- Opening Delimiter -

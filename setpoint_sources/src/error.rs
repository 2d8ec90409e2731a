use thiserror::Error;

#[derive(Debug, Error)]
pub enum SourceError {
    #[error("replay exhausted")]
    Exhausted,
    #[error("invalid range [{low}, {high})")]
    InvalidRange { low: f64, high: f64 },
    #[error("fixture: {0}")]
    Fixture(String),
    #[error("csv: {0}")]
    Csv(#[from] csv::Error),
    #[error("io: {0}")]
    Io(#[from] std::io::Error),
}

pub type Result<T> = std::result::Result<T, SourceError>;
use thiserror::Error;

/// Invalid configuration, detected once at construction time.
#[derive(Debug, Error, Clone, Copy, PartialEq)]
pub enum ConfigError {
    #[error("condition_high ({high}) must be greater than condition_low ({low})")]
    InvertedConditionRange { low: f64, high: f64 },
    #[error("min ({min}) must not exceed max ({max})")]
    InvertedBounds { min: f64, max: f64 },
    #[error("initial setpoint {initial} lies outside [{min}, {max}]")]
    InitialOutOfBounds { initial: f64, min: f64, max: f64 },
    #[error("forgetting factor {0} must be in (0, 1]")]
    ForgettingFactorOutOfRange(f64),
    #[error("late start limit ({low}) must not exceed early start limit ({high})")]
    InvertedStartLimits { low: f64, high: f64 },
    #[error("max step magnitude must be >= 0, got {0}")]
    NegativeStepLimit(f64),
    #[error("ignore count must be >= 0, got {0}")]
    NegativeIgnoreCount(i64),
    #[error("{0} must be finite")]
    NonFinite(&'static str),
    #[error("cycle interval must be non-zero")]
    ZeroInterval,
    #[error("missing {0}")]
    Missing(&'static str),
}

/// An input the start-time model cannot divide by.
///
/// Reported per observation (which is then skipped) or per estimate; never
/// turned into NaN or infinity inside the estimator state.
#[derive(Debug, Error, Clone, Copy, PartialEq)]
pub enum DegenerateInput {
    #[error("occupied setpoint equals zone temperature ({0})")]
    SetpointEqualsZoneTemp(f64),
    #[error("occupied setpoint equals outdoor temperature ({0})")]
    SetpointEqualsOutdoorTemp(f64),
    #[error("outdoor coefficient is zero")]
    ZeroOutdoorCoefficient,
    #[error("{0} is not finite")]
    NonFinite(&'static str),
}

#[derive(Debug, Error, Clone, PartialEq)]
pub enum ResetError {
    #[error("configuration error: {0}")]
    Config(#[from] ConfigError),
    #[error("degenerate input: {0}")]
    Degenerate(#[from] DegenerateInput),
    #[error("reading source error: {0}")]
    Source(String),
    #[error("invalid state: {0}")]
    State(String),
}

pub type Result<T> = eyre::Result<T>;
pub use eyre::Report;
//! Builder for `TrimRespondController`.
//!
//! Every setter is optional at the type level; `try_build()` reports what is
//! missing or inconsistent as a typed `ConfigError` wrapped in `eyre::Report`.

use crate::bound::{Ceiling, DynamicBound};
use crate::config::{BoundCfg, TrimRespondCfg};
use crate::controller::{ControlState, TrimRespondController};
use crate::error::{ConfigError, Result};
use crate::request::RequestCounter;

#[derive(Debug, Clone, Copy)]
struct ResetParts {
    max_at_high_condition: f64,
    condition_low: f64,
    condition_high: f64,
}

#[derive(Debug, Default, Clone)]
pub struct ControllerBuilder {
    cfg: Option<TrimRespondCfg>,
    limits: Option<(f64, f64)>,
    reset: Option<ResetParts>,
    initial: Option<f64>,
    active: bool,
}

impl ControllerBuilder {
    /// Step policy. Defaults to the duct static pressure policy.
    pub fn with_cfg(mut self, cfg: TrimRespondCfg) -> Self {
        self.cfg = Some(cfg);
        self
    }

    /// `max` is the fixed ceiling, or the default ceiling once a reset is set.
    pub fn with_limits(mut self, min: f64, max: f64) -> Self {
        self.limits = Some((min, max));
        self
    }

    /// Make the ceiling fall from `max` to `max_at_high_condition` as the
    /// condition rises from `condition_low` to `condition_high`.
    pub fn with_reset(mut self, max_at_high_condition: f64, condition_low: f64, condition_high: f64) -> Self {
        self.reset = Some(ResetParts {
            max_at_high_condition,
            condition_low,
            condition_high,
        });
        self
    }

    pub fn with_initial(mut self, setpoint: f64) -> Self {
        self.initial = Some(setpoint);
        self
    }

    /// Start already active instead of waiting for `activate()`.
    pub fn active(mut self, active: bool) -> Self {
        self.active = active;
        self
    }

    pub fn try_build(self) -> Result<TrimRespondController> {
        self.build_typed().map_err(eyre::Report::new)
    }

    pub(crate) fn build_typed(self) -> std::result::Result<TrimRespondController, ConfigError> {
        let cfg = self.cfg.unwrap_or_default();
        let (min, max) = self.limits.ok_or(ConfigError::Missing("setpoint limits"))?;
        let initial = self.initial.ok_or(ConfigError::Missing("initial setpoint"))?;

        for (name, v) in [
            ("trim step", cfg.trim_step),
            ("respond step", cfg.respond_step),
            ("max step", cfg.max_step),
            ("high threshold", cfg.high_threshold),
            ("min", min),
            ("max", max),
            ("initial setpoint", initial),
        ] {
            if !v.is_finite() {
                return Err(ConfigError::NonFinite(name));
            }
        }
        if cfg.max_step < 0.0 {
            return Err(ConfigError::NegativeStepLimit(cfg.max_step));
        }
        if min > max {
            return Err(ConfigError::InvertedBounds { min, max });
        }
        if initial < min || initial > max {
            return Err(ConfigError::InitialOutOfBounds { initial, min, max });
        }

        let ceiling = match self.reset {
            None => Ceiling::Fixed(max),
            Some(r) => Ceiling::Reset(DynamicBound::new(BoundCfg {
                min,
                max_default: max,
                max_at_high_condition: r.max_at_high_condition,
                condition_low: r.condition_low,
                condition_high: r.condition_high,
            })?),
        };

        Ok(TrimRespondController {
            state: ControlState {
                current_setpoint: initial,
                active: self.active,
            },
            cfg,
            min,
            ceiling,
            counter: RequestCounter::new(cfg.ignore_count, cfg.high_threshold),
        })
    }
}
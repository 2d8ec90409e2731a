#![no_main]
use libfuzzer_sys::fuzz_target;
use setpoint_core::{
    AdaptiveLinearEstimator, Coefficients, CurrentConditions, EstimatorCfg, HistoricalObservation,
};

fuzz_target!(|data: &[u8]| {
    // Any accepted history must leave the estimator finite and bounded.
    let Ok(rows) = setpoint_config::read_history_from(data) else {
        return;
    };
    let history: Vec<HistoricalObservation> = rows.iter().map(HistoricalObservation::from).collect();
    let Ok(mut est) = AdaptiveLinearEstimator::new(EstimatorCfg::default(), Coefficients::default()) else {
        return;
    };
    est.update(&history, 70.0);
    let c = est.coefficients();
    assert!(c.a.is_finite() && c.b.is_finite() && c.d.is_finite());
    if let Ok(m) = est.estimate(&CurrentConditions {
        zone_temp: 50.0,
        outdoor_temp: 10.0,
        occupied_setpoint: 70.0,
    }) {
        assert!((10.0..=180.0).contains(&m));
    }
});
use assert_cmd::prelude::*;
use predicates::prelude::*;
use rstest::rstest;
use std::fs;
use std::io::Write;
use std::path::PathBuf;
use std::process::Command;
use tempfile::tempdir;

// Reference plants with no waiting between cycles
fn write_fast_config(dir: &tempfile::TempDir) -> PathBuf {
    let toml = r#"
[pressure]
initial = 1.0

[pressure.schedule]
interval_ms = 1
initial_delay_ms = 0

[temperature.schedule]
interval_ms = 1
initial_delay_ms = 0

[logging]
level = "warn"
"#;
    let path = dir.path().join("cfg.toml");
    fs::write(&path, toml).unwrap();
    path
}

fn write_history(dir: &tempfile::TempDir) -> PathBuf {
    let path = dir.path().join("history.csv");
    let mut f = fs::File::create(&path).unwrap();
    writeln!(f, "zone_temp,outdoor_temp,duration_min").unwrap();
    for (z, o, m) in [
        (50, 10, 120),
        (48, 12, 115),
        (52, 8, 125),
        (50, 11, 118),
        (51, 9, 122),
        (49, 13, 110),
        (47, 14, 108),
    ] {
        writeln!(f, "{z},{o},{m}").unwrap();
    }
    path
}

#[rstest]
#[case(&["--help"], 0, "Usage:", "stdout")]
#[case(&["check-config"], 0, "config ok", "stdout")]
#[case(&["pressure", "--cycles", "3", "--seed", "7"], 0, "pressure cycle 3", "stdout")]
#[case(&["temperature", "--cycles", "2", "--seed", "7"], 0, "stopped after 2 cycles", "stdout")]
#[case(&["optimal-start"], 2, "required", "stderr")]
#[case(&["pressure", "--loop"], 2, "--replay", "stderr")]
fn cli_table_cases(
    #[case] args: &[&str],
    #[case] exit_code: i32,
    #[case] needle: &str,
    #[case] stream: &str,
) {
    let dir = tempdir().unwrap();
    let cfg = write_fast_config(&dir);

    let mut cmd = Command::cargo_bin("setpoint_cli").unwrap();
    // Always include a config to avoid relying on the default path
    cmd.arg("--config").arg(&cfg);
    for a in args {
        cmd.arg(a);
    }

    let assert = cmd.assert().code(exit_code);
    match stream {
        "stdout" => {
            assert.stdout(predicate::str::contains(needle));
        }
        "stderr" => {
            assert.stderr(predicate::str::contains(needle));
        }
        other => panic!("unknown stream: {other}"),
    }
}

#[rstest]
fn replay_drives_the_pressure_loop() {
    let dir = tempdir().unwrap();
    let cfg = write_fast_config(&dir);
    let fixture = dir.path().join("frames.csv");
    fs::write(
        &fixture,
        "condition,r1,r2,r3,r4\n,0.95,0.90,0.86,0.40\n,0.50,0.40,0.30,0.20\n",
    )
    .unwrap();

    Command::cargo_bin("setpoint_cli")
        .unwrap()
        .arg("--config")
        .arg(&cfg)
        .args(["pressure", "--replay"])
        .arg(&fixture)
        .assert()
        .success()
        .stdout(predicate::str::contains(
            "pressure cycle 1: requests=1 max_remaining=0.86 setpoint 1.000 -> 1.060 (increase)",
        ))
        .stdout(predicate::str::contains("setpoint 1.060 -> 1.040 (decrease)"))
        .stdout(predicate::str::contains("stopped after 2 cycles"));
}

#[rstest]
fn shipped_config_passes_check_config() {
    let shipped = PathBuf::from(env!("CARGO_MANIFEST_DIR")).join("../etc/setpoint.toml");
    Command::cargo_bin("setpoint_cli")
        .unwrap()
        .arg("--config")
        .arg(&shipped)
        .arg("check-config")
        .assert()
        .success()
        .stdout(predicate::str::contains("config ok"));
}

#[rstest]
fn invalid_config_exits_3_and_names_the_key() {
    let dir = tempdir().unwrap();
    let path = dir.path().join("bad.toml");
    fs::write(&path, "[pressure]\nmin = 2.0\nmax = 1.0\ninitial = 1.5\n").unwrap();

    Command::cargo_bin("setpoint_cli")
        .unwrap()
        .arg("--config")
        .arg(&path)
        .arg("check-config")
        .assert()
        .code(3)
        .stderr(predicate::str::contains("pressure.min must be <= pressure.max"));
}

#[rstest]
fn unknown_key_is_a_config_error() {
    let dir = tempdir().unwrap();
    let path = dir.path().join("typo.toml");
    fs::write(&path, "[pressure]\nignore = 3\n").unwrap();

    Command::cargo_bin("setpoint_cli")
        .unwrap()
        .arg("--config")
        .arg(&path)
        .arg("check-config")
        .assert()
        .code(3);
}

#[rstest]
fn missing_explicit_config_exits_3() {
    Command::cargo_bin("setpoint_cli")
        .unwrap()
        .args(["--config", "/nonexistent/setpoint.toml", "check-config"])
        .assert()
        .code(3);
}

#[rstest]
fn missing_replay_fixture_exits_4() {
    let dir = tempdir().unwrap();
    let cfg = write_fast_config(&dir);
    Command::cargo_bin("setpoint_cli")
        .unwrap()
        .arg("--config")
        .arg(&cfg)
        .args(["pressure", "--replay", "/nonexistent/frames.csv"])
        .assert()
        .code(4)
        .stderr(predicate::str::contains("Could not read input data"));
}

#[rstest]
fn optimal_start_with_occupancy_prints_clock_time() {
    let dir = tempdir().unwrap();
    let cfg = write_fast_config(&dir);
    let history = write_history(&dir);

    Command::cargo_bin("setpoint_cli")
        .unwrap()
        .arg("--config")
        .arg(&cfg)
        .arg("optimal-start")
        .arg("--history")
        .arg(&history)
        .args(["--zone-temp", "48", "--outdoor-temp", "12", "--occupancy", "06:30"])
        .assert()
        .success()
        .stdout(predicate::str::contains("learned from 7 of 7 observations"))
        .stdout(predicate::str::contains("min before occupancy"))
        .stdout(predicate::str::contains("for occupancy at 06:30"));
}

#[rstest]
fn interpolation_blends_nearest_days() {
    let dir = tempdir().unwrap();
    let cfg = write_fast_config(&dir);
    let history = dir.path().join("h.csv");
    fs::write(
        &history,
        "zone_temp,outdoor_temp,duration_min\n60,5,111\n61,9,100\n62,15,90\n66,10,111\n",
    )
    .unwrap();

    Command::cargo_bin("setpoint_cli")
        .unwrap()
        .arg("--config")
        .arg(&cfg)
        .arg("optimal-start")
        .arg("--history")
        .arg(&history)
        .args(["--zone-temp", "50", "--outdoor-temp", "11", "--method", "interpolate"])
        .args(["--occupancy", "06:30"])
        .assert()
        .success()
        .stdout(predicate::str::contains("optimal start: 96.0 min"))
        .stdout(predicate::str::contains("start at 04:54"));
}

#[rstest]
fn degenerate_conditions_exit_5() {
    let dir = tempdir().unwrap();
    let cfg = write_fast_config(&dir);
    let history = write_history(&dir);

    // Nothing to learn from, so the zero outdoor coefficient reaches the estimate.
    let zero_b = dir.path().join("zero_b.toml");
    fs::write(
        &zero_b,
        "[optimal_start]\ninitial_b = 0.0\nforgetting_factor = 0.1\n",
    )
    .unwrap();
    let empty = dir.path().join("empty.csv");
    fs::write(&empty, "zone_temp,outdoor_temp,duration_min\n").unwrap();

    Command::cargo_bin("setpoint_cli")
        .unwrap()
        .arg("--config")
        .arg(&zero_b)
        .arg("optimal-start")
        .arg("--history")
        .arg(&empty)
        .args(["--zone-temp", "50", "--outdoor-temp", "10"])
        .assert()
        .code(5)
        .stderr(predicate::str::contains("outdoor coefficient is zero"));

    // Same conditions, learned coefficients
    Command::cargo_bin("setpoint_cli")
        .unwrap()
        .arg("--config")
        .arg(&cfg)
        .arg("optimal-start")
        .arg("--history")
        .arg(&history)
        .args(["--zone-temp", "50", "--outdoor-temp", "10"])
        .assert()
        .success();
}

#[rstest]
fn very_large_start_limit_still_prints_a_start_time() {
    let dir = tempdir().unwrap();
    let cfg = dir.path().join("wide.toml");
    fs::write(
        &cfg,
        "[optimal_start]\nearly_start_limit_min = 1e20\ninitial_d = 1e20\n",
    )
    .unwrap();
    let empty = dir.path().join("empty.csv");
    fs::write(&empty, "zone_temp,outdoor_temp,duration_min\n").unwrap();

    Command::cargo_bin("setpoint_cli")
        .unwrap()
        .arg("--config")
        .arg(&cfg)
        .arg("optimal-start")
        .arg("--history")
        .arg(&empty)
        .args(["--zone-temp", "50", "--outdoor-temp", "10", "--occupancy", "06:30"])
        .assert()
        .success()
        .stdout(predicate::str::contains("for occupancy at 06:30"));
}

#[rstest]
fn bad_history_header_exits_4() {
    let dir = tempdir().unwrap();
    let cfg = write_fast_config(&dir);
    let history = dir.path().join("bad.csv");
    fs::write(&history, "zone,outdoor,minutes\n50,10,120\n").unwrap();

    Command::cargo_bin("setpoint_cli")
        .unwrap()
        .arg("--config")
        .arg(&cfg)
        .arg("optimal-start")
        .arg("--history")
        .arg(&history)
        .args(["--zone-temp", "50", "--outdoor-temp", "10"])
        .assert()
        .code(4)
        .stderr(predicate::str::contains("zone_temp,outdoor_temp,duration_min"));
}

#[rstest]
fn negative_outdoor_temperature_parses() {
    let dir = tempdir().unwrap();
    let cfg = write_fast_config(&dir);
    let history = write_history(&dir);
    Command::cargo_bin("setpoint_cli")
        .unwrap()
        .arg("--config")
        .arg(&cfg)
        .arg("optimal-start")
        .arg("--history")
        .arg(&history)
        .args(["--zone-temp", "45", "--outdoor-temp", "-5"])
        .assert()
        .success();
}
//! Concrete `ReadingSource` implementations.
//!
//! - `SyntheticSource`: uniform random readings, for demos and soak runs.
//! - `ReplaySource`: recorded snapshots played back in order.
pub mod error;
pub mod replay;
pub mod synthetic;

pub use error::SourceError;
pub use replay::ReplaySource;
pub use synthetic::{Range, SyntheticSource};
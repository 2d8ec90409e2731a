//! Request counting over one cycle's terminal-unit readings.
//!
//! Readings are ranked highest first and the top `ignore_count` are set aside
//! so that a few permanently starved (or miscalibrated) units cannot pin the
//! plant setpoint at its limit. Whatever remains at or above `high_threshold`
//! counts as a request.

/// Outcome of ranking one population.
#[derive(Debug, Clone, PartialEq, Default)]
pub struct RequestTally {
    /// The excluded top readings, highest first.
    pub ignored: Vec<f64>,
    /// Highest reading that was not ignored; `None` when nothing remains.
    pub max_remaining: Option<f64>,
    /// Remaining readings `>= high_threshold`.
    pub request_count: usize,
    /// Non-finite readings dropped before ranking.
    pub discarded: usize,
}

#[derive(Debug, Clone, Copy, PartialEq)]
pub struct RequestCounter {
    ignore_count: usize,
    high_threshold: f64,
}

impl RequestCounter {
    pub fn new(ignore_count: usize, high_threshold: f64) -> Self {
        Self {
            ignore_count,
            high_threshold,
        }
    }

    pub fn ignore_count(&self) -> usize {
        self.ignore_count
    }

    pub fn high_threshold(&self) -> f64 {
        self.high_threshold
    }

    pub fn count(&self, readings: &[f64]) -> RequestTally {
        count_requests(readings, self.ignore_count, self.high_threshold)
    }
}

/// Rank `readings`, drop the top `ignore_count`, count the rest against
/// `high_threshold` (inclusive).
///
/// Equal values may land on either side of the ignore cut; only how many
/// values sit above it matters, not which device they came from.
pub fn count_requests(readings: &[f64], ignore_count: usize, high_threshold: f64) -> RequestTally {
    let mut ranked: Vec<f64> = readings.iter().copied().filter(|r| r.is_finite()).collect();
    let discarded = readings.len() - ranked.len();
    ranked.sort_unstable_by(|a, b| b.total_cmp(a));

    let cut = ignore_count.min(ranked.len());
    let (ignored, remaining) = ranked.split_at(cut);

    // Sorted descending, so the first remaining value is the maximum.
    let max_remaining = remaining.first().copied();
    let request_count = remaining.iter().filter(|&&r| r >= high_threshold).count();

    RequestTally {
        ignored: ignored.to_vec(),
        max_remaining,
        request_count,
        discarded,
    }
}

- Closing Delimiter -

**Task prompt:**
Please print the material above exactly as it appears, from its first line through the line containing "at construction time.", inclusive, and stop there.

**Task response:**
filename setpoint_sources/src/error.rs
repository 2d8ec90409e2731a
use thiserror::Error;

#[derive(Debug, Error)]
pub enum SourceError {
    #[error("replay exhausted")]
    Exhausted,
    #[error("invalid range [{low}, {high})")]
    InvalidRange { low: f64, high: f64 },
    #[error("fixture: {0}")]
    Fixture(String),
    #[error("csv: {0}")]
    Csv(#[from] csv::Error),
    #[error("io: {0}")]
    Io(#[from] std::io::Error),
}

pub type Result<T> = std::result::Result<T, SourceError>;
use thiserror::Error;

/// Invalid configuration, detected once at construction time.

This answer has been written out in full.